Thinking about childhood and bullying, most of mine are I suspect doing quite well and blissfully unaware of the mayhem and destruction that they have caused.

Currently there are very high pollen levels which are affecting me a bit too. You can’t win really.









Right Leg, Left Leg and Robin Hood

I played at the first performance of a friends pantomime. Robin Hood created by Jon Bickley who wrote the play and the songs. I am one of the musicians in the loose collective that is the Invisible Folk Club band that performed them for the show. I had said that getting opportunity’s to play gigs generally were getting very much rarer whenJon asked me how I was doing and suggested diversification generally. I said my problem was not lack of creative outlets but simply missing live performance.I mentioned the fact that so many of the gigs at pubs and so forth were just not there to be had anymore. It makes one feel a bit irrelevant.I enjoyed the show yesterday. Playing for a pantomime that was actually pretty funny was a good new experience.

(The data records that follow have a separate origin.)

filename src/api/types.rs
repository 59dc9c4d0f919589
use serde::{Deserialize, Serialize};

use crate::entities::{appearance, episode, guest, hero, hero_power, power};

// ============================================================================
// Response DTOs — exact documented shapes, list views stay flat while
// detail/create views expand one level of relations.
// ============================================================================

#[derive(Debug, Serialize)]
pub struct HeroDto {
    pub id: i32,
    pub name: String,
    pub super_name: String,
}

impl From<hero::Model> for HeroDto {
    fn from(m: hero::Model) -> Self {
        Self {
            id: m.id,
            name: m.name,
            super_name: m.super_name,
        }
    }
}

#[derive(Debug, Serialize)]
pub struct PowerDto {
    pub id: i32,
    pub name: String,
    pub description: String,
}

impl From<power::Model> for PowerDto {
    fn from(m: power::Model) -> Self {
        Self {
            id: m.id,
            name: m.name,
            description: m.description,
        }
    }
}

#[derive(Debug, Serialize)]
pub struct HeroDetailDto {
    pub id: i32,
    pub name: String,
    pub super_name: String,
    pub hero_powers: Vec<HeroPowerWithPowerDto>,
}

impl HeroDetailDto {
    pub fn new(hero: hero::Model, hero_powers: Vec<(hero_power::Model, power::Model)>) -> Self {
        Self {
            id: hero.id,
            name: hero.name,
            super_name: hero.super_name,
            hero_powers: hero_powers
                .into_iter()
                .map(|(hp, power)| HeroPowerWithPowerDto {
                    id: hp.id,
                    hero_id: hp.hero_id,
                    power_id: hp.power_id,
                    strength: hp.strength,
                    power: power.into(),
                })
                .collect(),
        }
    }
}

#[derive(Debug, Serialize)]
pub struct HeroPowerWithPowerDto {
    pub id: i32,
    pub hero_id: i32,
    pub power_id: i32,
    pub strength: String,
    pub power: PowerDto,
}

#[derive(Debug, Serialize)]
pub struct HeroPowerDetailDto {
    pub id: i32,
    pub hero_id: i32,
    pub power_id: i32,
    pub strength: String,
    pub hero: HeroDto,
    pub power: PowerDto,
}

impl HeroPowerDetailDto {
    pub fn new(hp: hero_power::Model, hero: hero::Model, power: power::Model) -> Self {
        Self {
            id: hp.id,
            hero_id: hp.hero_id,
            power_id: hp.power_id,
            strength: hp.strength,
            hero: hero.into(),
            power: power.into(),
        }
    }
}

#[derive(Debug, Serialize)]
pub struct EpisodeDto {
    pub id: i32,
    pub date: String,
    pub number: i32,
}

impl From<episode::Model> for EpisodeDto {
    fn from(m: episode::Model) -> Self {
        Self {
            id: m.id,
            date: m.date,
            number: m.number,
        }
    }
}

#[derive(Debug, Serialize)]
pub struct GuestDto {
    pub id: i32,
    pub name: String,
    pub occupation: String,
}

impl From<guest::Model> for GuestDto {
    fn from(m: guest::Model) -> Self {
        Self {
            id: m.id,
            name: m.name,
            occupation: m.occupation,
        }
    }
}

#[derive(Debug, Serialize)]
pub struct EpisodeDetailDto {
    pub id: i32,
    pub date: String,
    pub number: i32,
    pub appearances: Vec<AppearanceWithGuestDto>,
}

impl EpisodeDetailDto {
    pub fn new(episode: episode::Model, appearances: Vec<(appearance::Model, guest::Model)>) -> Self {
        Self {
            id: episode.id,
            date: episode.date,
            number: episode.number,
            appearances: appearances
                .into_iter()
                .map(|(a, guest)| AppearanceWithGuestDto {
                    id: a.id,
                    rating: a.rating,
                    guest_id: a.guest_id,
                    guest: guest.into(),
                })
                .collect(),
        }
    }
}

#[derive(Debug, Serialize)]
pub struct AppearanceWithGuestDto {
    pub id: i32,
    pub rating: i32,
    pub guest_id: i32,
    pub guest: GuestDto,
}

#[derive(Debug, Serialize)]
pub struct AppearanceDetailDto {
    pub id: i32,
    pub rating: i32,
    pub episode_id: i32,
    pub guest_id: i32,
    pub episode: EpisodeDto,
    pub guest: GuestDto,
}

impl AppearanceDetailDto {
    pub fn new(a: appearance::Model, episode: episode::Model, guest: guest::Model) -> Self {
        Self {
            id: a.id,
            rating: a.rating,
            episode_id: a.episode_id,
            guest_id: a.guest_id,
            episode: episode.into(),
            guest: guest.into(),
        }
    }
}

// ============================================================================
// Request bodies
// ============================================================================

#[derive(Debug, Deserialize)]
pub struct CreateHeroPowerRequest {
    pub strength: String,
    pub hero_id: i32,
    pub power_id: i32,
}

#[derive(Debug, Deserialize)]
pub struct UpdatePowerRequest {
    pub description: Option<String>,
}

#[derive(Debug, Deserialize)]
pub struct CreateAppearanceRequest {
    pub rating: i32,
    pub episode_id: i32,
    pub guest_id: i32,
}
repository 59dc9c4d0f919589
use axum::{Json, extract::State, http::StatusCode};
use std::sync::Arc;

use super::{ApiError, AppState, AppearanceDetailDto, CreateAppearanceRequest};

pub async fn create_appearance(
    State(state): State<Arc<AppState>>,
    Json(req): Json<CreateAppearanceRequest>,
) -> Result<(StatusCode, Json<AppearanceDetailDto>), ApiError> {
    let (appearance, episode, guest) = state
        .store()
        .create_appearance(req.rating, req.episode_id, req.guest_id)
        .await?;

    Ok((
        StatusCode::CREATED,
        Json(AppearanceDetailDto::new(appearance, episode, guest)),
    ))
}
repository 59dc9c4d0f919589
use sea_orm_migration::prelude::*;

mod m20240101_initial;

pub struct Migrator;

#[async_trait::async_trait]
impl MigratorTrait for Migrator {
    fn migrations() -> Vec<Box<dyn MigrationTrait>> {
        vec![Box::new(m20240101_initial::Migration)]
    }
}
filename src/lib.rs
pub mod api;
pub mod config;
pub mod db;
pub mod entities;
pub mod validation;

use anyhow::Result;
use tokio::signal;
use tracing::{error, info};
use tracing_subscriber::EnvFilter;

pub use config::Config;
use db::Store;

pub async fn run() -> Result<()> {
    let config = Config::load()?;
    config.validate()?;

    let env_filter = EnvFilter::try_from_default_env()
        .unwrap_or_else(|_| EnvFilter::new(&config.general.log_level));

    tracing_subscriber::fmt().with_env_filter(env_filter).init();

    let args: Vec<String> = std::env::args().collect();

    match args.get(1).map(String::as_str) {
        None | Some("serve") => run_server(config).await,

        Some("seed") => {
            let store = Store::new(&config.general.database_path).await?;
            db::seed::seed_sample_data(&store).await?;
            Ok(())
        }

        Some("help" | "-h" | "--help") => {
            print_help();
            Ok(())
        }

        Some(other) => {
            error!("Unknown command: {}", other);
            print_help();
            Ok(())
        }
    }
}

async fn run_server(config: Config) -> Result<()> {
    info!("Herodex v{} starting...", env!("CARGO_PKG_VERSION"));

    let state = api::create_app_state_from_config(config.clone()).await?;
    state.store().ping().await?;

    let app = api::router(state);
    let addr = format!("{}:{}", config.server.host, config.server.port);
    let listener = tokio::net::TcpListener::bind(&addr).await?;

    info!("API server running at http://{}", addr);

    axum::serve(listener, app)
        .with_graceful_shutdown(shutdown_signal())
        .await?;

    info!("Shutdown complete");
    Ok(())
}

async fn shutdown_signal() {
    match signal::ctrl_c().await {
        Ok(()) => info!("Shutdown signal received"),
        Err(e) => error!("Error listening for shutdown: {}", e),
    }
}

fn print_help() {
    println!("Herodex - heroes & powers JSON API");
    println!();
    println!("Usage: herodex [command]");
    println!();
    println!("Commands:");
    println!("  serve    Start the API server (default)");
    println!("  seed     Insert sample heroes, powers, episodes and guests");
    println!("  help     Show this help");
}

It does seem that there are really only two sorts of retirees. I will use that term loosely but it sort of fits. There are the pipe and slippers people who seem perfectly happy and then the what now tribe. I am a what now, but of stock with a small trace of pipe and slippers in the DNA. Not wanting a Bilbo Baggins grand adventure but needing a bit more. Yes I am adapting but my metamorphosis is not yet complete. But even yesterday’s event is a step towards something different. My journey is slightly more problematic due to the depressive element as always there is a voice saying why bother. Sometimes it’s a loud voice and sometimes a whisper.
Knowing who I am is useful but not the superpower that I had hoped it would be.

So as I write this it’s a quiet day sorting stuff out. Plus a brief walk and a bit of musical maneuvering too.

Sunny days and uphill struggles

Some days it feels like you only have to turn over in bed to strain something. This is not life enhancing. Today is such a day. Usual afternoon here at Stone Towers. Piano reading practice Recording and stuff until now. Doing stuff is on average about 5 hours a day I guess the rest is just fannying about. There is I suspect a lot of subconscious stuff going on when I am zoning out. I am a bit more energetic, but I have to watch as my body seems a lot more fragile these days. I am not bothering to follow much of the election stuff now. I did read a bbc news article about people that don’t vote anymore or never have. One young woman said her family never did. It was very much a thing that our family always did. Perhaps, because then the memory’s of WWII were very fresh for people of my parents age. It mattered a lot to then that we had been able to survive as a democracy and not be over run. My vote is unlikely to matter but having the franchise is important. Many people now seem to think that politics is just a game where people make false promises to get elected. I cannot argue too much with the logic behind that though.

At the time of writing it’s the summer solstice. And I am still looking for answers to make sense of life generally so no change there.